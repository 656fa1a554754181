use thiserror::Error;

/// Errors surfaced by a platform client, classified by the action they demand
#[derive(Debug, Clone, PartialEq, Eq, Error)]
pub enum PlatformError {
    /// The account has two-step verification enabled
    #[error("Two-step verification password required")]
    PasswordRequired,

    /// Rate limit; retry after the suggested number of seconds
    #[error("Rate limited by the platform{}", flood_suffix(.seconds))]
    FloodWait { seconds: Option<u64> },

    /// Any other platform RPC failure
    #[error("{message}")]
    Rpc { code: i32, message: String },

    #[error("Not connected")]
    NotConnected,

    #[error("Transport error: {0}")]
    Transport(String),

    #[error("Unexpected response: {0}")]
    Protocol(String),

    #[error("Channel closed")]
    ChannelClosed,
}

fn flood_suffix(seconds: &Option<u64>) -> String {
    match seconds {
        Some(s) => format!(" (wait {s}s)"),
        None => String::new(),
    }
}

impl PlatformError {
    /// Classify a raw platform RPC error.
    ///
    /// `seconds` wins over a duration parsed from `FLOOD_WAIT_<n>`.
    pub fn from_rpc(code: i32, message: &str, seconds: Option<u64>) -> Self {
        if message == "SESSION_PASSWORD_NEEDED" {
            return PlatformError::PasswordRequired;
        }

        if let Some(rest) = message.strip_prefix("FLOOD_WAIT") {
            let parsed = rest.trim_start_matches('_').parse::<u64>().ok();
            return PlatformError::FloodWait {
                seconds: seconds.or(parsed),
            };
        }

        if code == 420 {
            return PlatformError::FloodWait { seconds };
        }

        PlatformError::Rpc {
            code,
            message: message.to_string(),
        }
    }
}

#[cfg(test)]
mod tests {
    use super::*;

    #[test]
    fn classifies_second_factor() {
        assert_eq!(
            PlatformError::from_rpc(401, "SESSION_PASSWORD_NEEDED", None),
            PlatformError::PasswordRequired
        );
    }

    #[test]
    fn classifies_flood_wait_with_and_without_duration() {
        assert_eq!(
            PlatformError::from_rpc(420, "FLOOD_WAIT_12", None),
            PlatformError::FloodWait { seconds: Some(12) }
        );
        assert_eq!(
            PlatformError::from_rpc(420, "FLOOD_WAIT", None),
            PlatformError::FloodWait { seconds: None }
        );
        assert_eq!(
            PlatformError::from_rpc(420, "FLOOD_PREMIUM_WAIT_3", Some(3)),
            PlatformError::FloodWait { seconds: Some(3) }
        );
    }

    #[test]
    fn other_errors_keep_their_message() {
        let err = PlatformError::from_rpc(400, "HIDE_REQUESTER_MISSING", None);
        assert_eq!(err.to_string(), "HIDE_REQUESTER_MISSING");
    }

    #[test]
    fn flood_wait_display_includes_duration() {
        let err = PlatformError::FloodWait { seconds: Some(7) };
        assert_eq!(err.to_string(), "Rate limited by the platform (wait 7s)");
    }
}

#### Task details:
The data above is to be given again, with every line exact.

#### Solution for this problem:
repository 656fa1a554754181
use thiserror::Error;

/// Errors surfaced by a platform client, classified by the action they demand
#[derive(Debug, Clone, PartialEq, Eq, Error)]
pub enum PlatformError {
    /// The account has two-step verification enabled
    #[error("Two-step verification password required")]
    PasswordRequired,

    /// Rate limit; retry after the suggested number of seconds
    #[error("Rate limited by the platform{}", flood_suffix(.seconds))]
    FloodWait { seconds: Option<u64> },

    /// Any other platform RPC failure
    #[error("{message}")]
    Rpc { code: i32, message: String },

    #[error("Not connected")]
    NotConnected,

    #[error("Transport error: {0}")]
    Transport(String),

    #[error("Unexpected response: {0}")]
    Protocol(String),

    #[error("Channel closed")]
    ChannelClosed,
}

fn flood_suffix(seconds: &Option<u64>) -> String {
    match seconds {
        Some(s) => format!(" (wait {s}s)"),
        None => String::new(),
    }
}

impl PlatformError {
    /// Classify a raw platform RPC error.
    ///
    /// `seconds` wins over a duration parsed from `FLOOD_WAIT_<n>`.
    pub fn from_rpc(code: i32, message: &str, seconds: Option<u64>) -> Self {
        if message == "SESSION_PASSWORD_NEEDED" {
            return PlatformError::PasswordRequired;
        }

        if let Some(rest) = message.strip_prefix("FLOOD_WAIT") {
            let parsed = rest.trim_start_matches('_').parse::<u64>().ok();
            return PlatformError::FloodWait {
                seconds: seconds.or(parsed),
            };
        }

        if code == 420 {
            return PlatformError::FloodWait { seconds };
        }

        PlatformError::Rpc {
            code,
            message: message.to_string(),
        }
    }
}

#[cfg(test)]
mod tests {
    use super::*;

    #[test]
    fn classifies_second_factor() {
        assert_eq!(
            PlatformError::from_rpc(401, "SESSION_PASSWORD_NEEDED", None),
            PlatformError::PasswordRequired
        );
    }

    #[test]
    fn classifies_flood_wait_with_and_without_duration() {
        assert_eq!(
            PlatformError::from_rpc(420, "FLOOD_WAIT_12", None),
            PlatformError::FloodWait { seconds: Some(12) }
        );
        assert_eq!(
            PlatformError::from_rpc(420, "FLOOD_WAIT", None),
            PlatformError::FloodWait { seconds: None }
        );
        assert_eq!(
            PlatformError::from_rpc(420, "FLOOD_PREMIUM_WAIT_3", Some(3)),
            PlatformError::FloodWait { seconds: Some(3) }
        );
    }

    #[test]
    fn other_errors_keep_their_message() {
        let err = PlatformError::from_rpc(400, "HIDE_REQUESTER_MISSING", None);
        assert_eq!(err.to_string(), "HIDE_REQUESTER_MISSING");
    }

    #[test]
    fn flood_wait_display_includes_duration() {
        let err = PlatformError::FloodWait { seconds: Some(7) };
        assert_eq!(err.to_string(), "Rate limited by the platform (wait 7s)");
    }
}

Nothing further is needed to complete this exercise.